Don't believe a foul-mouthed, partisan, liberal blogger like me? Then perhaps you'll trust the Seattle Times own contemporaneous reporting from April 2, 2003, under the no-lines-to-read-between headline, "Senate budget in line with Locke's":

The Republican budget has much in common with the all-cuts plan that Democratic Gov. Gary Locke unveiled in December. In fact, Rossi opened a press briefing yesterday with a PowerPoint presentation titled: "Following the Governor's Lead."

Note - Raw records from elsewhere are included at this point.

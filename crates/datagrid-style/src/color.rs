//! Color math used by cell style resolution.
//!
//! Channels are on a 0..=255 scale; alpha is 0..=1.

use core::fmt;

use serde::de::Error as _;
use serde::{Deserialize, Deserializer, Serialize, Serializer};

/// Text color for light backgrounds.
pub const DARK_TEXT: &str = "#161616";
/// Text color for dark backgrounds.
pub const LIGHT_TEXT: &str = "#ffffff";
/// Backgrounds with perceived luminance strictly above this get [`DARK_TEXT`].
pub const LUMINANCE_THRESHOLD: f64 = 130.0;

/// An opaque sRGB color.
///
/// Serialized as a `#rrggbb` hex string.
#[derive(Copy, Clone, Debug, PartialEq, Eq, Hash)]
pub struct Rgb {
    pub r: u8,
    pub g: u8,
    pub b: u8,
}

impl Rgb {
    pub const BLACK: Rgb = Rgb::new(0, 0, 0);
    pub const WHITE: Rgb = Rgb::new(255, 255, 255);

    pub const fn new(r: u8, g: u8, b: u8) -> Self {
        Self { r, g, b }
    }

    pub fn to_hex(self) -> String {
        format!("#{:02x}{:02x}{:02x}", self.r, self.g, self.b)
    }

    fn channels(self) -> [f64; 3] {
        [self.r as f64, self.g as f64, self.b as f64]
    }

    fn from_channels(channels: [f64; 3]) -> Self {
        let [r, g, b] = channels.map(|c| {
            if c.is_nan() {
                0
            } else {
                c.round().clamp(0.0, 255.0) as u8
            }
        });
        Self { r, g, b }
    }
}

impl fmt::Display for Rgb {
    fn fmt(&self, f: &mut fmt::Formatter<'_>) -> fmt::Result {
        f.write_str(&self.to_hex())
    }
}

impl Serialize for Rgb {
    fn serialize<S>(&self, serializer: S) -> Result<S::Ok, S::Error>
    where
        S: Serializer,
    {
        serializer.serialize_str(&self.to_hex())
    }
}

impl<'de> Deserialize<'de> for Rgb {
    fn deserialize<D>(deserializer: D) -> Result<Self, D::Error>
    where
        D: Deserializer<'de>,
    {
        let s = String::deserialize(deserializer)?;
        parse_hex(&s).ok_or_else(|| D::Error::custom("color must be a #rgb or #rrggbb hex string"))
    }
}

/// Parse `#rgb` / `#rrggbb` (the `#` is optional).
pub fn parse_hex(hex: &str) -> Option<Rgb> {
    let hex = hex.trim();
    let hex = hex.strip_prefix('#').unwrap_or(hex);
    if !hex.bytes().all(|b| b.is_ascii_hexdigit()) {
        return None;
    }
    match hex.len() {
        3 => {
            let digit = |i: usize| u8::from_str_radix(&hex[i..i + 1], 16).ok().map(|d| d * 17);
            Some(Rgb::new(digit(0)?, digit(1)?, digit(2)?))
        }
        6 => {
            let byte = |i: usize| u8::from_str_radix(&hex[i..i + 2], 16).ok();
            Some(Rgb::new(byte(0)?, byte(2)?, byte(4)?))
        }
        _ => None,
    }
}

/// Midpoint mix of `hex_a` and `b` in OKLab.
///
/// Used to derive default background tints from foreground colors. If `hex_a` doesn't parse,
/// `b` is returned unchanged.
pub fn blend(hex_a: &str, b: Rgb) -> String {
    match parse_hex(hex_a) {
        Some(a) => mix_oklab(a, b, 0.5).to_hex(),
        None => b.to_hex(),
    }
}

fn mix_oklab(a: Rgb, b: Rgb, t: f64) -> Rgb {
    let a = to_oklab(a);
    let b = to_oklab(b);
    from_oklab([0, 1, 2].map(|i| a[i] + (b[i] - a[i]) * t))
}

/// Porter-Duff "over" of `fg` at `alpha` onto an opaque background.
///
/// `out = (1 - alpha) * bg + alpha * fg` per channel. `alpha` is clamped to `0..=1`; NaN counts
/// as fully transparent.
pub fn alpha_composite(fg: Rgb, alpha: f64, bg: Rgb) -> Rgb {
    let alpha = if alpha.is_nan() { 0.0 } else { alpha.clamp(0.0, 1.0) };
    let fg = fg.channels();
    let bg = bg.channels();
    Rgb::from_channels([0, 1, 2].map(|i| (1.0 - alpha) * bg[i] + alpha * fg[i]))
}

/// Perceived brightness: `sqrt(0.299 r² + 0.587 g² + 0.114 b²)`.
pub fn luminance(rgb: Rgb) -> f64 {
    let [r, g, b] = rgb.channels();
    (0.299 * r * r + 0.587 * g * g + 0.114 * b * b).sqrt()
}

/// Text color for a background with the given [`luminance`]. The threshold itself gets light text.
pub fn infer_foreground_from_luminance(luminance: f64) -> &'static str {
    if luminance > LUMINANCE_THRESHOLD {
        DARK_TEXT
    } else {
        LIGHT_TEXT
    }
}

/// Pick dark or light text for a background.
///
/// This is a brightness heuristic, not a WCAG contrast computation.
pub fn infer_foreground_from_background(background: Rgb) -> &'static str {
    infer_foreground_from_luminance(luminance(background))
}

/// Rotate a color's hue by `degrees` in HSL, keeping saturation and lightness.
pub fn rotate_hue(rgb: Rgb, degrees: f64) -> Rgb {
    let [h, s, l] = to_hsl(rgb);
    from_hsl([(h + degrees).rem_euclid(360.0), s, l])
}

fn to_hsl(rgb: Rgb) -> [f64; 3] {
    let [r, g, b] = rgb.channels().map(|c| c / 255.0);
    let max = r.max(g).max(b);
    let min = r.min(g).min(b);
    let delta = max - min;
    let l = (max + min) / 2.0;
    if delta == 0.0 {
        return [0.0, 0.0, l];
    }

    let h = if max == r {
        60.0 * ((g - b) / delta).rem_euclid(6.0)
    } else if max == g {
        60.0 * ((b - r) / delta + 2.0)
    } else {
        60.0 * ((r - g) / delta + 4.0)
    };
    let s = delta / (1.0 - (2.0 * l - 1.0).abs());
    [h, s, l]
}

fn from_hsl([h, s, l]: [f64; 3]) -> Rgb {
    let h = h.rem_euclid(360.0);
    let c = (1.0 - (2.0 * l - 1.0).abs()) * s;
    let x = c * (1.0 - ((h / 60.0) % 2.0 - 1.0).abs());
    let m = l - c / 2.0;
    let (r, g, b) = match h {
        h if h < 60.0 => (c, x, 0.0),
        h if h < 120.0 => (x, c, 0.0),
        h if h < 180.0 => (0.0, c, x),
        h if h < 240.0 => (0.0, x, c),
        h if h < 300.0 => (x, 0.0, c),
        _ => (c, 0.0, x),
    };
    Rgb::from_channels([r, g, b].map(|v| (v + m) * 255.0))
}

fn srgb_to_linear(c: f64) -> f64 {
    let c = c / 255.0;
    if c <= 0.04045 {
        c / 12.92
    } else {
        ((c + 0.055) / 1.055).powf(2.4)
    }
}

fn linear_to_srgb(c: f64) -> f64 {
    let c = if c <= 0.003_130_8 {
        12.92 * c
    } else {
        1.055 * c.powf(1.0 / 2.4) - 0.055
    };
    c.clamp(0.0, 1.0) * 255.0
}

fn to_oklab(rgb: Rgb) -> [f64; 3] {
    let [r, g, b] = rgb.channels().map(srgb_to_linear);
    let l = (0.412_221_470_8 * r + 0.536_332_536_3 * g + 0.051_445_992_9 * b).cbrt();
    let m = (0.211_903_498_2 * r + 0.680_699_545_1 * g + 0.107_396_956_6 * b).cbrt();
    let s = (0.088_302_461_9 * r + 0.281_718_837_6 * g + 0.629_978_700_5 * b).cbrt();
    [
        0.210_454_255_3 * l + 0.793_617_785_0 * m - 0.004_072_046_8 * s,
        1.977_998_495_1 * l - 2.428_592_205_0 * m + 0.450_593_709_9 * s,
        0.025_904_037_1 * l + 0.782_771_766_2 * m - 0.808_675_766_0 * s,
    ]
}

fn from_oklab([l, a, b]: [f64; 3]) -> Rgb {
    let l_ = (l + 0.396_337_777_4 * a + 0.215_803_757_3 * b).powi(3);
    let m_ = (l - 0.105_561_345_8 * a - 0.063_854_172_8 * b).powi(3);
    let s_ = (l - 0.089_484_177_5 * a - 1.291_485_548_0 * b).powi(3);
    Rgb::from_channels([
        linear_to_srgb(4.076_741_662_1 * l_ - 3.307_711_591_3 * m_ + 0.230_969_929_2 * s_),
        linear_to_srgb(-1.268_438_004_6 * l_ + 2.609_757_401_1 * m_ - 0.341_319_396_5 * s_),
        linear_to_srgb(-0.004_196_086_3 * l_ - 0.703_418_614_7 * m_ + 1.707_614_701_0 * s_),
    ])
}
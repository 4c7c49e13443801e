use std::collections::HashMap;
use std::sync::Arc;

use chrono::{FixedOffset, Offset, Utc};
use parking_lot::RwLock;
use serde::{Deserialize, Serialize};

use crate::datetime::{parse_time_zone, DateTimeFormatter};
use crate::formatter::{BooleanFormatter, BooleanLabels, Formatter, FormatterKey};
use crate::locale::{get_locale, Locale, EN_US};
use crate::number::NumberFormatter;
use crate::options::ColumnFormatOptions;
use crate::{CellValue, SemanticType};

/// Plugin-level settings shared by every formatter a registry builds.
#[derive(Debug, Clone, PartialEq, Eq, Serialize, Deserialize)]
#[serde(default)]
pub struct RegistryOptions {
    /// Locale tag (`en-US`, `de_DE.UTF-8`, ...). Unknown tags fall back to `en-US`.
    pub locale: String,
    /// Time zone for datetime columns without their own `timeZone`. `None` means UTC.
    #[serde(skip_serializing_if = "Option::is_none")]
    pub default_time_zone: Option<String>,
    pub boolean_labels: BooleanLabels,
}

impl Default for RegistryOptions {
    fn default() -> Self {
        Self {
            locale: EN_US.id.to_string(),
            default_time_zone: None,
            boolean_labels: BooleanLabels::default(),
        }
    }
}

/// Cache of formatters keyed by [`FormatterKey`].
///
/// Create one per plugin instance and pass it to whatever renders cells. Entries are built on
/// first use and kept for the registry's lifetime; call [`FormatterRegistry::clear`] after
/// changing anything that the keys don't capture (e.g. swapping the registry's locale).
///
/// Lookups take a read lock, so the registry can be shared between threads. Building the same key
/// twice yields equivalent formatters, so racing inserts are harmless.
#[derive(Debug)]
pub struct FormatterRegistry {
    locale: &'static Locale,
    default_offset: FixedOffset,
    boolean_labels: BooleanLabels,
    cache: RwLock<HashMap<FormatterKey, Arc<Formatter>>>,
}

impl Default for FormatterRegistry {
    fn default() -> Self {
        Self::new(RegistryOptions::default())
    }
}

impl FormatterRegistry {
    pub fn new(options: RegistryOptions) -> Self {
        let locale = get_locale(&options.locale).unwrap_or_else(|| {
            log::debug!("unknown locale {:?}; using {}", options.locale, EN_US.id);
            &EN_US
        });
        let utc = Utc.fix();
        let default_offset = match options.default_time_zone.as_deref() {
            Some(tz) => parse_time_zone(tz).unwrap_or_else(|| {
                log::debug!("unsupported default time zone {tz:?}; using UTC");
                utc
            }),
            None => utc,
        };

        Self {
            locale,
            default_offset,
            boolean_labels: options.boolean_labels,
            cache: RwLock::new(HashMap::new()),
        }
    }

    pub fn locale(&self) -> &'static Locale {
        self.locale
    }

    /// Get (building on first use) the formatter for `ty` with `options`.
    ///
    /// Returns `None` for string columns: their values are shown as-is.
    pub fn get(&self, ty: SemanticType, options: &ColumnFormatOptions) -> Option<Arc<Formatter>> {
        if ty == SemanticType::String {
            return None;
        }

        let key = FormatterKey::new(ty, options);
        if let Some(formatter) = self.cache.read().get(&key) {
            return Some(Arc::clone(formatter));
        }

        log::trace!("building formatter for {key}");
        let formatter = Arc::new(self.build(&key)?);
        let mut cache = self.cache.write();
        Some(Arc::clone(cache.entry(key).or_insert(formatter)))
    }

    /// Like [`FormatterRegistry::get`], but for the type name reported by the engine's schema.
    ///
    /// Unknown type names return `None`, meaning the value is displayed unchanged.
    pub fn get_by_name(
        &self,
        type_name: &str,
        options: &ColumnFormatOptions,
    ) -> Option<Arc<Formatter>> {
        match SemanticType::from_name(type_name) {
            Some(ty) => self.get(ty, options),
            None => {
                log::debug!("no formatter for unknown column type {type_name:?}");
                None
            }
        }
    }

    /// Format one value, falling back to its unformatted text when no formatter applies.
    pub fn format(
        &self,
        ty: SemanticType,
        value: CellValue<'_>,
        options: &ColumnFormatOptions,
    ) -> Option<String> {
        if value.is_null() {
            return None;
        }
        match self.get(ty, options) {
            Some(formatter) => formatter.format(value),
            None => value.to_display_string(),
        }
    }

    /// Drop every cached formatter.
    pub fn clear(&self) {
        self.cache.write().clear();
    }

    pub fn len(&self) -> usize {
        self.cache.read().len()
    }

    pub fn is_empty(&self) -> bool {
        self.cache.read().is_empty()
    }

    fn build(&self, key: &FormatterKey) -> Option<Formatter> {
        let options = key.options();
        let formatter = match key.semantic_type() {
            SemanticType::Integer => {
                Formatter::Number(NumberFormatter::integer(self.locale, options.fixed))
            }
            SemanticType::Float => {
                Formatter::Number(NumberFormatter::float(self.locale, options.fixed))
            }
            ty @ (SemanticType::Date | SemanticType::Datetime) => Formatter::DateTime(
                DateTimeFormatter::from_options(ty, options, self.locale, self.default_offset),
            ),
            SemanticType::Boolean => {
                Formatter::Boolean(BooleanFormatter::new(self.boolean_labels.clone()))
            }
            SemanticType::String => return None,
        };
        Some(formatter)
    }
}

#[cfg(test)]
mod tests {
    use super::*;

    #[test]
    fn caches_by_key() {
        let registry = FormatterRegistry::default();
        let fixed = ColumnFormatOptions {
            fixed: Some(1),
            ..ColumnFormatOptions::default()
        };

        let a = registry.get(SemanticType::Float, &fixed).unwrap();
        let b = registry.get(SemanticType::Float, &fixed).unwrap();
        assert!(Arc::ptr_eq(&a, &b));

        registry.get(SemanticType::Float, &ColumnFormatOptions::default());
        registry.get(SemanticType::Integer, &fixed);
        assert_eq!(registry.len(), 3);

        registry.clear();
        assert!(registry.is_empty());
    }

    #[test]
    fn strings_have_no_formatter() {
        let registry = FormatterRegistry::default();
        assert!(registry.get(SemanticType::String, &ColumnFormatOptions::default()).is_none());
        assert!(registry.is_empty());
    }

    #[test]
    fn unknown_locale_falls_back_to_en_us() {
        let registry = FormatterRegistry::new(RegistryOptions {
            locale: "tlh-KX".to_string(),
            ..RegistryOptions::default()
        });
        assert_eq!(registry.locale().id, "en-US");
    }
}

The Columbian can laud Rossi all it wants for "bridging partisan gaps," but how hard was it when a Democratic governor presented him with what was essentially a Republican budget? Indeed, far from writing the 2003-2005 budget, Rossi himself described his efforts as merely "following the governor's lead..." you know, except for proposing to cut an additional 46,000 children from Medicaid, Rossi's most substantial deviation from the Governor's plan, and one which fortunately did not even make it into the final draft.

At least, that's the way the 2003-2005 budget process was reported at the time. It wasn't until a year later, during his 2004 bid for the governor's mansion, that our local media accepted Rossi's revisionist narrative unchallenged, and the myth of Rossi the Bipartisan Budget Writer Extraordinaire was born.

And it's a myth that will prove enduring, not just because our local media now has six years invested in promoting it, but because, really, apart from that, what else is there to write about Rossi's relatively unremarkable legislative career, other than his dogged opposition to abortion and gay rights?